Shirley Jean and Alan McCracken are members of the Brentwood United
Methodist Church. On June 20, 1993, less than one month after joining the
church, Ms. McCracken fell as she was entering the church’s new sanctuary from
an older portion of the building containing the church’s classrooms. Persons
entering the sanctuary at that location had to climb a flight of stairs and then pass
through a doorway where there was a 2¾ inch change in the elevation of the floor.
Ms. McCracken stumbled and fell when she caught one of her shoes on the
threshold, breaking both ankles and injuring her shoulder.
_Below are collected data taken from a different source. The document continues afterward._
//! Dense bitmap of highlighted cells.

use tactica_core::GridPos;

/// A `width` x `height` bitmap, row-major (`y * width + x`).
#[derive(Clone, Debug, PartialEq, Eq)]
pub struct CellMask {
    width: u32,
    height: u32,
    bits: Vec<bool>,
}

impl CellMask {
    /// An all-clear mask.
    pub fn new(width: u32, height: u32) -> Self {
        Self {
            width,
            height,
            bits: vec![false; width as usize * height as usize],
        }
    }

    /// A mask with `cells` set. Coordinates outside the mask are ignored.
    pub fn from_cells(width: u32, height: u32, cells: impl IntoIterator<Item = GridPos>) -> Self {
        let mut mask = Self::new(width, height);
        for c in cells {
            mask.set(c, true);
        }
        mask
    }

    /// Width in cells.
    pub fn width(&self) -> u32 {
        self.width
    }

    /// Height in cells.
    pub fn height(&self) -> u32 {
        self.height
    }

    fn slot(&self, p: GridPos) -> Option<usize> {
        let inside =
            p.x >= 0 && p.y >= 0 && (p.x as u32) < self.width && (p.y as u32) < self.height;
        inside.then(|| p.y as usize * self.width as usize + p.x as usize)
    }

    /// `true` if `p` is inside the mask and set.
    pub fn get(&self, p: GridPos) -> bool {
        self.slot(p).is_some_and(|i| self.bits[i])
    }

    /// Set or clear `p`. Returns `false` if `p` is outside the mask.
    pub fn set(&mut self, p: GridPos, value: bool) -> bool {
        match self.slot(p) {
            Some(i) => {
                self.bits[i] = value;
                true
            }
            None => false,
        }
    }

    /// Number of set cells.
    pub fn count(&self) -> usize {
        self.bits.iter().filter(|&&b| b).count()
    }

    /// `true` if no cell is set.
    pub fn is_empty(&self) -> bool {
        !self.bits.iter().any(|&b| b)
    }

    /// Set cells in row-major order.
    pub fn iter_set(&self) -> impl Iterator<Item = GridPos> + '_ {
        let w = self.width as usize;
        self.bits
            .iter()
            .enumerate()
            .filter(|&(_, &b)| b)
            .map(move |(i, _)| GridPos::new((i % w) as i32, (i / w) as i32))
    }
}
Ms. McCracken’s ankle injuries required several surgeries, and she was
required to undergo rehabilitation for nearly one year before regaining reasonable
mobility. The McCrackens were reluctant to assert a claim against the church;
however, the church’s business administrator and senior pastor assured them that
the church carried adequate insurance for injuries on church property.
Accordingly, the McCrackens submitted a claim to the church’s insurance
company and received $5,000 to help defray some of their medical expenses.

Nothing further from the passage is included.